Over 237 games in seven seasons (1993-99, 2000-02) with the Blackhawks, Dubinsky wore numbers 42, 29, 32, 22, 14, and 16. That’s about a 40 game-per-number average. If you think that’s excessive, consider Kent Paynter, who wore three different numbers over the course of three games in Chicago.
3. Pierre Pilote wore three numbers during his tenure in Chicago, two of which were later retired.
Pilote wore No. 21 during his first season with the Blackhawks, and later tried out No. 22 before eventually choosing No. 3, the number with which he stuck for 11 seasons. No. 21 was later retired for Stan Mikita, and Pilote's No. 3 was retired in 2008 in a ceremony honoring him alongside the late Keith Magnuson.
4. Over the course of 86 years, the No. 14 has been worn by 57 different players for the Blackhawks.
The likes of Doug Bentley, Ab McDonald, Mike O'Connell and Al Secord all donned No. 14, the most popular number in franchise history. The least popular number (from 1-30) was No. 13. Dan Carcillo, Alexei Zhamnov, and Nick Wasnie are the only three players in franchise history to brave the "unlucky" number.
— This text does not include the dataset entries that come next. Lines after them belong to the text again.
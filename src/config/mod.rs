//! Configuration management subsystem.
//!
//! # Data Flow
//! ```text
//! edge.toml
//!     → loader.rs (parse & deserialize)
//!     → validation.rs (semantic checks)
//!     → EdgeConfig (validated, immutable)
//!
//! Rules file changes (when rules.watch = true):
//!     watcher.rs detects change
//!     → rules are loaded and recompiled
//!     → new RuleSet sent to the owner of the RuleTable
//!     → atomic swap, in-flight requests keep their snapshot
//! ```
//!
//! # Design Decisions
//! - Config is immutable once loaded; only the rule set is hot-reloaded
//! - All fields have defaults to allow minimal configs
//! - Validation separates syntactic (serde) from semantic checks

pub mod loader;
pub mod schema;
pub mod validation;
pub mod watcher;

pub use loader::{load_config, ConfigError};
pub use schema::{EdgeConfig, LoggingConfig, OriginConfig, RulesConfig};
pub use watcher::RuleWatcher;
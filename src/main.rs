//! Edge request router.
//!
//! # Architecture Overview
//!
//! ```text
//!                     ┌──────────────────────────────────────────────┐
//!                     │                 EDGE ROUTER                  │
//!                     │                                              │
//!   rules.txt/.yml ───┼─▶ rules (compile) ──▶ routing::RuleTable     │
//!        ▲            │        ▲                    │                │
//!        │            │        │                    ▼                │
//!   config::watcher ──┼────────┘       edge (event ↔ descriptor)     │
//!                     │                             │                │
//!   viewer event ─────┼────────────────────────────▶│──────────────▶─┼── redirect
//!                     │                                              │   or forward
//!                     │   observability (tracing, metrics)           │
//!                     └──────────────────────────────────────────────┘
//! ```
//!
//! # Commands
//! - `eval`: route a single event read from a file or stdin
//! - `lint`: report rules that fail to compile or look suspicious
//! - `check`: run rule cases against the compiled rules
//! - `serve`: route newline-delimited events from stdin until EOF or Ctrl-C

use std::path::{Path, PathBuf};
use std::process::ExitCode;
use std::sync::Arc;

use clap::{Parser, Subcommand};
use tokio::io::{AsyncReadExt, BufReader};

use edge_router::config::{load_config, EdgeConfig, RuleWatcher};
use edge_router::edge::{handle_event, EdgeWorker, ViewerRequestEvent};
use edge_router::lifecycle::startup::{build_compiler, build_router, build_table, compile_rules};
use edge_router::observability::logging;
use edge_router::rules::cases::{load_cases, run_cases};
use edge_router::rules::lint::lint;

#[derive(Parser)]
#[command(name = "edge-router")]
#[command(
    about = "Rule-driven redirect and rewrite router for CDN edge requests",
    long_about = None
)]
struct Cli {
    #[command(subcommand)]
    command: Commands,
}

#[derive(Subcommand)]
enum Commands {
    /// Route one viewer-request event and print the result
    Eval {
        #[arg(short, long, default_value = "edge.toml")]
        config: PathBuf,
        /// Event file; reads stdin when omitted
        #[arg(short, long)]
        event: Option<PathBuf>,
    },
    /// Report compilation errors and lint findings
    Lint {
        #[arg(short, long, default_value = "edge.toml")]
        config: PathBuf,
    },
    /// Run rule cases against the compiled rules
    Check {
        #[arg(short, long, default_value = "edge.toml")]
        config: PathBuf,
        #[arg(long)]
        cases: PathBuf,
    },
    /// Route newline-delimited events from stdin
    Serve {
        #[arg(short, long, default_value = "edge.toml")]
        config: PathBuf,
    },
}

impl Commands {
    fn config_path(&self) -> &PathBuf {
        match self {
            Commands::Eval { config, .. }
            | Commands::Lint { config }
            | Commands::Check { config, .. }
            | Commands::Serve { config } => config,
        }
    }
}

#[tokio::main]
async fn main() -> Result<ExitCode, Box<dyn std::error::Error>> {
    let cli = Cli::parse();

    let config = load_config(cli.command.config_path())?;
    logging::init(&config.logging)?;

    tracing::info!(
        version = env!("CARGO_PKG_VERSION"),
        rules = %config.rules.path.display(),
        watch = config.rules.watch,
        "edge-router starting"
    );

    match cli.command {
        Commands::Eval { event, .. } => eval(&config, event).await,
        Commands::Lint { .. } => lint_rules(&config),
        Commands::Check { cases, .. } => check(&config, &cases),
        Commands::Serve { .. } => serve(&config).await,
    }
}

async fn eval(
    config: &EdgeConfig,
    event: Option<PathBuf>,
) -> Result<ExitCode, Box<dyn std::error::Error>> {
    let router = build_router(config, &build_compiler(&config.rules))?;

    let text = match event {
        Some(path) => tokio::fs::read_to_string(path).await?,
        None => {
            let mut text = String::new();
            tokio::io::stdin().read_to_string(&mut text).await?;
            text
        }
    };

    let event = ViewerRequestEvent::from_json(&text)?;
    let output = handle_event(&router, &event)?;
    println!("{}", serde_json::to_string_pretty(&output)?);
    Ok(ExitCode::SUCCESS)
}

fn lint_rules(config: &EdgeConfig) -> Result<ExitCode, Box<dyn std::error::Error>> {
    let outcome = compile_rules(&config.rules, &build_compiler(&config.rules))?;

    for error in &outcome.errors {
        println!("error: {}", error);
    }
    for finding in lint(&outcome.rules) {
        println!("warning: {}", finding);
    }
    println!(
        "{} rules compiled, {} dropped",
        outcome.rules.len(),
        outcome.errors.len()
    );

    Ok(if outcome.errors.is_empty() {
        ExitCode::SUCCESS
    } else {
        ExitCode::FAILURE
    })
}

fn check(config: &EdgeConfig, cases: &Path) -> Result<ExitCode, Box<dyn std::error::Error>> {
    let router = build_router(config, &build_compiler(&config.rules))?;
    let cases = load_cases(cases)?;
    let failures = run_cases(&router, &cases);

    for failure in &failures {
        println!(
            "FAIL {}: expected {}, got {}",
            failure.case.uri, failure.case.expected, failure.actual
        );
    }
    println!("{} cases, {} failed", cases.len(), failures.len());

    Ok(if failures.is_empty() {
        ExitCode::SUCCESS
    } else {
        ExitCode::FAILURE
    })
}

async fn serve(config: &EdgeConfig) -> Result<ExitCode, Box<dyn std::error::Error>> {
    let compiler = build_compiler(&config.rules);
    let table = Arc::new(build_table(config, &compiler)?);

    // Kept alive until the worker returns.
    let _watcher = if config.rules.watch {
        let (watcher, mut updates) = RuleWatcher::new(&config.rules, compiler);
        let watcher = watcher.run()?;

        let table = Arc::clone(&table);
        tokio::spawn(async move {
            while let Some(rules) = updates.recv().await {
                table.replace_rules(rules);
            }
        });
        Some(watcher)
    } else {
        None
    };

    let shutdown = async {
        if let Err(e) = tokio::signal::ctrl_c().await {
            tracing::error!(error = %e, "Failed to listen for Ctrl-C");
            std::future::pending::<()>().await;
        }
    };

    let worker = EdgeWorker::new(table);
    let handled = worker
        .run(BufReader::new(tokio::io::stdin()), tokio::io::stdout(), shutdown)
        .await?;

    tracing::info!(handled, "Shutdown complete");
    Ok(ExitCode::SUCCESS)
}
//! Routing subsystem.
//!
//! # Data Flow
//! ```text
//! Incoming Request (path, host)
//!     → request.rs (validate descriptor)
//!     → router.rs (ordered scan, first match wins)
//!     → matcher.rs (exact / host+path / pattern match, captures)
//!     → response.rs (redirect or forwarded request)
//!
//! Rule refresh:
//!     new RuleSet
//!     → table.rs (atomic swap of Arc<Router>)
//!     → next request observes the new rules
//! ```
//!
//! # Design Decisions
//! - Rules compiled once, immutable at runtime
//! - Deterministic: same input always produces the same output
//! - First match wins (declaration order)
//! - No match means lower-case and forward, never an error

pub mod error;
pub mod matcher;
pub mod request;
pub mod response;
pub mod router;
pub mod table;

pub use error::{MalformedRequestError, RouteError};
pub use matcher::Matcher;
pub use request::RequestDescriptor;
pub use response::{ForwardRequest, HeaderEntry, Origin, Protocol, RedirectResponse, RouterOutput};
pub use router::{Router, RuleMatch};
pub use table::RuleTable;
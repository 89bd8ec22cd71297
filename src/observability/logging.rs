//! Structured logging.
//!
//! # Responsibilities
//! - Initialize logging subsystem
//! - Configure log level from config, overridable via `RUST_LOG`
//!
//! # Design Decisions
//! - Uses tracing crate for structured logging
//! - JSON format for production, pretty format for development
//! - Logs go to stderr; stdout is reserved for routing output

use tracing_subscriber::util::TryInitError;
use tracing_subscriber::{fmt, layer::SubscriberExt, util::SubscriberInitExt, EnvFilter};

use crate::config::LoggingConfig;

/// Install the global subscriber.
pub fn init(config: &LoggingConfig) -> Result<(), TryInitError> {
    let filter = EnvFilter::try_from_default_env()
        .unwrap_or_else(|_| EnvFilter::new(format!("edge_router={}", config.level)));

    let json = config.json.then(|| fmt::layer().json().with_writer(std::io::stderr));
    let pretty = (!config.json).then(|| fmt::layer().with_writer(std::io::stderr));

    tracing_subscriber::registry()
        .with(filter)
        .with(json)
        .with(pretty)
        .try_init()
}
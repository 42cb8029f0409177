use async_trait::async_trait;

use crate::errors::CoreError;
use crate::models::holding::Quote;
use crate::models::series::{latest_window, DailyBar, SeriesSize};
use super::traits::QuoteSource;

const PROVIDER: &str = "Yahoo Finance";

/// Yahoo Finance quote source for stock/equity quotes.
///
/// - **Free**: No API key required.
/// - **No strict rate limits** (unofficial public API).
/// - **Data**: daily OHLCV; the latest quote is derived from the last two
///   daily closes.
///
/// Uses the `yahoo_finance_api` crate which wraps Yahoo Finance's
/// public endpoints.
pub struct YahooFinanceQuoteSource {
    connector: yahoo_finance_api::YahooConnector,
}

impl YahooFinanceQuoteSource {
    pub fn new() -> Result<Self, CoreError> {
        let connector = yahoo_finance_api::YahooConnector::new().map_err(|e| CoreError::Api {
            provider: PROVIDER.into(),
            message: format!("Failed to create connector: {e}"),
        })?;
        Ok(Self { connector })
    }

    /// Convert a unix timestamp (seconds) to `chrono::NaiveDate`.
    fn timestamp_to_naive_date(ts: i64) -> Option<chrono::NaiveDate> {
        chrono::DateTime::from_timestamp(ts, 0).map(|dt| dt.date_naive())
    }

    async fn daily_quotes(
        &self,
        symbol: &str,
        range: &str,
    ) -> Result<Vec<yahoo_finance_api::Quote>, CoreError> {
        let resp = self
            .connector
            .get_quote_range(symbol, "1d", range)
            .await
            .map_err(|e| CoreError::Api {
                provider: PROVIDER.into(),
                message: format!("Failed to fetch daily quotes for {symbol}: {e}"),
            })?;

        resp.quotes().map_err(|e| CoreError::Api {
            provider: PROVIDER.into(),
            message: format!("Failed to parse quotes for {symbol}: {e}"),
        })
    }
}

#[async_trait]
impl QuoteSource for YahooFinanceQuoteSource {
    fn name(&self) -> &str {
        PROVIDER
    }

    async fn get_quote(&self, symbol: &str) -> Result<Quote, CoreError> {
        let upper = symbol.to_uppercase();
        let quotes = self.daily_quotes(&upper, "5d").await?;

        let (last, prev) = match quotes.as_slice() {
            [.., prev, last] => (last, Some(prev)),
            [last] => (last, None),
            [] => {
                return Err(CoreError::Api {
                    provider: PROVIDER.into(),
                    message: format!("No quote data for {upper}"),
                })
            }
        };

        let prev_close = prev.map(|q| q.close).unwrap_or(last.close);
        let change = last.close - prev_close;
        let change_percent = if prev_close == 0.0 {
            0.0
        } else {
            change / prev_close * 100.0
        };
        let last_updated = Self::timestamp_to_naive_date(last.timestamp as i64)
            .map(|d| d.to_string())
            .unwrap_or_default();

        Ok(Quote::new(
            upper,
            last.close,
            change,
            format!("{change_percent:.4}"),
            last.volume,
            last_updated,
        ))
    }

    async fn get_daily_series(
        &self,
        symbol: &str,
        size: SeriesSize,
    ) -> Result<Vec<DailyBar>, CoreError> {
        let range = match size {
            SeriesSize::Compact => "3mo",
            SeriesSize::Full => "max",
        };
        let quotes = self.daily_quotes(&symbol.to_uppercase(), range).await?;

        let bars = quotes
            .iter()
            .filter_map(|q| {
                Some(DailyBar {
                    date: Self::timestamp_to_naive_date(q.timestamp as i64)?,
                    close: q.close,
                    volume: q.volume,
                })
            })
            .collect();

        Ok(latest_window(bars))
    }
}
use chrono::NaiveDate;
use serde::{Deserialize, Serialize};

use super::holding::Quote;

/// Maximum number of points kept from a daily series.
pub const DAILY_SERIES_POINTS: usize = 30;

/// Requested depth of a daily series from the upstream.
#[derive(Debug, Clone, Copy, PartialEq, Eq, Serialize, Deserialize, Default)]
pub enum SeriesSize {
    /// Last ~100 trading days
    #[default]
    Compact,
    /// Full history
    Full,
}

impl SeriesSize {
    pub fn as_str(&self) -> &'static str {
        match self {
            SeriesSize::Compact => "compact",
            SeriesSize::Full => "full",
        }
    }
}

/// One trading day of a daily series.
#[derive(Debug, Clone, PartialEq, Serialize, Deserialize)]
pub struct DailyBar {
    pub date: NaiveDate,
    pub close: f64,
    pub volume: u64,
}

/// Keep the most recent `DAILY_SERIES_POINTS` bars, ordered oldest-first.
pub fn latest_window(mut bars: Vec<DailyBar>) -> Vec<DailyBar> {
    bars.sort_by_key(|b| std::cmp::Reverse(b.date));
    bars.truncate(DAILY_SERIES_POINTS);
    bars.reverse();
    bars
}

/// Quote plus recent daily series for a single symbol.
#[derive(Debug, Clone, PartialEq, Serialize, Deserialize)]
pub struct SymbolDetail {
    pub quote: Quote,
    pub series: Vec<DailyBar>,
}
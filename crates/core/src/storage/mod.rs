pub mod schema;
pub mod store;
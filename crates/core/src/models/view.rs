use serde::{Deserialize, Serialize};
use uuid::Uuid;

use super::analytics::PortfolioSummary;
use super::holding::Holding;
use super::snapshot::ChartPoint;

/// Everything a screen needs after a refresh cycle or a reload.
///
/// Always populated: on failure paths it carries placeholder or stale data
/// together with `error`.
#[derive(Debug, Clone, PartialEq, Serialize, Deserialize)]
pub struct PortfolioView {
    /// Identifier of the refresh cycle (or reload) that produced this view
    pub cycle_id: Uuid,

    pub holdings: Vec<Holding>,

    /// Chronological chart series (oldest first)
    pub chart: Vec<ChartPoint>,

    /// Valuation of `holdings`
    pub summary: PortfolioSummary,

    /// User-visible message for a degraded cycle
    pub error: Option<String>,
}

impl PortfolioView {
    pub fn has_error(&self) -> bool {
        self.error.is_some()
    }
}
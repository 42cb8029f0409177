pub mod registry;
pub mod traits;

// Quote source implementations
pub mod alphavantage;
pub mod static_source;
pub mod yahoo_finance;
use serde::{Deserialize, Serialize};

/// Aggregate valuation of the stored holdings.
#[derive(Debug, Clone, Default, PartialEq, Serialize, Deserialize)]
pub struct PortfolioSummary {
    /// Sum of `price * shares`
    pub total_value: f64,

    /// Sum of `change * shares`
    pub total_change: f64,

    /// `total_change / (total_value - total_change) * 100`, or 0 for an empty portfolio
    pub change_percent: f64,

    /// Number of holdings the summary was computed from
    pub holding_count: usize,
}

/// A named group of symbols used for sector allocation.
#[derive(Debug, Clone, PartialEq, Eq, Serialize, Deserialize)]
pub struct Sector {
    pub name: String,
    pub symbols: Vec<String>,
}

impl Sector {
    pub fn new(name: impl Into<String>, symbols: &[&str]) -> Self {
        Self {
            name: name.into(),
            symbols: symbols.iter().map(|s| s.to_uppercase()).collect(),
        }
    }

    pub fn contains(&self, symbol: &str) -> bool {
        self.symbols.iter().any(|s| s.eq_ignore_ascii_case(symbol))
    }
}

/// Share of the portfolio value held in one sector.
#[derive(Debug, Clone, PartialEq, Serialize, Deserialize)]
pub struct SectorAllocation {
    pub sector: String,

    /// One-decimal percentage string without `%` (e.g., "34.4")
    pub percentage: String,
}

/// Sector breakdown of the current holdings.
#[derive(Debug, Clone, PartialEq, Serialize, Deserialize)]
pub struct RiskReport {
    pub total_value: f64,
    pub sector_allocation: Vec<SectorAllocation>,
}

#[derive(Debug, Clone, Copy, PartialEq, Eq, Serialize, Deserialize)]
pub enum RecommendationKind {
    Warning,
    Success,
    Info,
}

/// A rule-based suggestion derived from the holdings.
#[derive(Debug, Clone, PartialEq, Serialize, Deserialize)]
pub struct Recommendation {
    pub kind: RecommendationKind,
    pub title: String,
    pub description: String,
    pub action: String,
}

/// Annualized return, volatility and Sharpe ratio.
#[derive(Debug, Clone, Copy, PartialEq, Serialize, Deserialize)]
pub struct PerformanceMetrics {
    pub annual_return: f64,
    pub risk: f64,
    pub sharpe: f64,
}

/// Reference metrics of a market index.
#[derive(Debug, Clone, PartialEq, Serialize, Deserialize)]
pub struct Benchmark {
    pub name: String,
    pub metrics: PerformanceMetrics,
}

/// One row of a portfolio-vs-benchmark comparison.
#[derive(Debug, Clone, PartialEq, Serialize, Deserialize)]
pub struct MetricComparison {
    pub label: String,
    pub user_value: String,
    pub benchmark_value: String,

    /// True when the user's figure beats the benchmark for this metric
    pub is_favorable: bool,
}

#[derive(Debug, Clone, PartialEq, Serialize, Deserialize)]
pub struct BenchmarkComparison {
    pub benchmark: String,
    pub rows: Vec<MetricComparison>,
}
5. Bobby Hull’s iconic No. 9 hangs in the rafters of the United Center, but he also wore two other numbers before that.
The Golden Jet debuted for the Blackhawks wearing No. 16 in the 1958-59 season and stuck with it for three full campaigns. In 1961, Hull sported No. 7 for a two-season stint. Then, in 1963, Hull finally found his way to No. 9, which he played with for—get this—nine seasons. It’s worth mentioning that Hull began and finished his professional hockey career wearing jersey number 16.